** TASK TO COMPLETE **
From the top of the records below, return each line exactly, ending with the line that contains "the demo identities".

----------------------------------------

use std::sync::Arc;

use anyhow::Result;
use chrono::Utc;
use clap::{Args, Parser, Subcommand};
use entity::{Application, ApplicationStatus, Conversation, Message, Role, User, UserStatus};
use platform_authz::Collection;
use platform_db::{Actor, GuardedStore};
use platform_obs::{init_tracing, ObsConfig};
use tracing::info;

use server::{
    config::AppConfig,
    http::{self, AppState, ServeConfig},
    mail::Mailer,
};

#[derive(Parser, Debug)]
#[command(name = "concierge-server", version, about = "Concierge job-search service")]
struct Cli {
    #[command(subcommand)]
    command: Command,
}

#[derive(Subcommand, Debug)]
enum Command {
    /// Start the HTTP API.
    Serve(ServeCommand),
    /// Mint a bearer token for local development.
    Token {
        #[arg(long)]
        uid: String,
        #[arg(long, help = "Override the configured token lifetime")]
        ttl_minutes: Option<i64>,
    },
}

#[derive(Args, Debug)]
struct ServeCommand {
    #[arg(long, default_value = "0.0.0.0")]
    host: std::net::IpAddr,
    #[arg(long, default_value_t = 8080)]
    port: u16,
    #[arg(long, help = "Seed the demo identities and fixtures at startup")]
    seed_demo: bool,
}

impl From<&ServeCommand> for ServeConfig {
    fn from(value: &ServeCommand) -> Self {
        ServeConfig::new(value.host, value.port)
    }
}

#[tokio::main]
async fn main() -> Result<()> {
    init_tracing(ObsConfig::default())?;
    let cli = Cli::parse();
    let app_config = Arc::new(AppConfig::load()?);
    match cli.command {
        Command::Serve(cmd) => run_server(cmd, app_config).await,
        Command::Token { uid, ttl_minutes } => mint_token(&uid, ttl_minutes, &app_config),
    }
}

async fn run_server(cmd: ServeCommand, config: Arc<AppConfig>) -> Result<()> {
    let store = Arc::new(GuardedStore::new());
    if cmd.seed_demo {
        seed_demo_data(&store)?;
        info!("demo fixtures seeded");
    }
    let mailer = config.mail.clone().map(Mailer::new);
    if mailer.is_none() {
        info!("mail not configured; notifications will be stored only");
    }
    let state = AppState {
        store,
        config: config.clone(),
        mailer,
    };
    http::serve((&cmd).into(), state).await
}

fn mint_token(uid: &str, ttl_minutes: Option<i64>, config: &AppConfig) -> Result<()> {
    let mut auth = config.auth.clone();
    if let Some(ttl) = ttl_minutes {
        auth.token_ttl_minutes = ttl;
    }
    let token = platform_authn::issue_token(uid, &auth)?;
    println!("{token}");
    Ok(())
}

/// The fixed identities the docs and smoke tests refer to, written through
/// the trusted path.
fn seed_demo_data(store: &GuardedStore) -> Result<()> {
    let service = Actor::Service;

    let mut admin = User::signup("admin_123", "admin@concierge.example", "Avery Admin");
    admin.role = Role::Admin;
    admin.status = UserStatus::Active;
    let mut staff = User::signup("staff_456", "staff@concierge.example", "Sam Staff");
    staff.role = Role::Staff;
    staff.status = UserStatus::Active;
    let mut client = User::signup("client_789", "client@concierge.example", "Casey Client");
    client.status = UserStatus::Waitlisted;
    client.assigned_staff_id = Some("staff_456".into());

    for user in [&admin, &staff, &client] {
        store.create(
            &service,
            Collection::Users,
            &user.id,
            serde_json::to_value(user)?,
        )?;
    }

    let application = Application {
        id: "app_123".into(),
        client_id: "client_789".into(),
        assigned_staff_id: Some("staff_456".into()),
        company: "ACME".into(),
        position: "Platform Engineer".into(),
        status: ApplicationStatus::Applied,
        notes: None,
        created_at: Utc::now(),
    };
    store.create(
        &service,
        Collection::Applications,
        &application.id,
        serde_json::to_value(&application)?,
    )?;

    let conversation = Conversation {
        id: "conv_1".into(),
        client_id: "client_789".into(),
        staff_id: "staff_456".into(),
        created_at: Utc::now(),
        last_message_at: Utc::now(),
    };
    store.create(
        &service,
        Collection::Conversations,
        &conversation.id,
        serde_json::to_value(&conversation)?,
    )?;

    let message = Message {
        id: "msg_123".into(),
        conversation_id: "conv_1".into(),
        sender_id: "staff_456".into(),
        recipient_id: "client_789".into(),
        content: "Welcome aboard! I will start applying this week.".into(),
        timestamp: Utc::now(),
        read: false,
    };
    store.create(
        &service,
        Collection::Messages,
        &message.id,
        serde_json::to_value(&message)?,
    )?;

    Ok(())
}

----------------------------------------

** ANSWER SECTION **
use std::sync::Arc;

use anyhow::Result;
use chrono::Utc;
use clap::{Args, Parser, Subcommand};
use entity::{Application, ApplicationStatus, Conversation, Message, Role, User, UserStatus};
use platform_authz::Collection;
use platform_db::{Actor, GuardedStore};
use platform_obs::{init_tracing, ObsConfig};
use tracing::info;

use server::{
    config::AppConfig,
    http::{self, AppState, ServeConfig},
    mail::Mailer,
};

#[derive(Parser, Debug)]
#[command(name = "concierge-server", version, about = "Concierge job-search service")]
struct Cli {
    #[command(subcommand)]
    command: Command,
}

#[derive(Subcommand, Debug)]
enum Command {
    /// Start the HTTP API.
    Serve(ServeCommand),
    /// Mint a bearer token for local development.
    Token {
        #[arg(long)]
        uid: String,
        #[arg(long, help = "Override the configured token lifetime")]
        ttl_minutes: Option<i64>,
    },
}

#[derive(Args, Debug)]
struct ServeCommand {
    #[arg(long, default_value = "0.0.0.0")]
    host: std::net::IpAddr,
    #[arg(long, default_value_t = 8080)]
    port: u16,
    #[arg(long, help = "Seed the demo identities and fixtures at startup")]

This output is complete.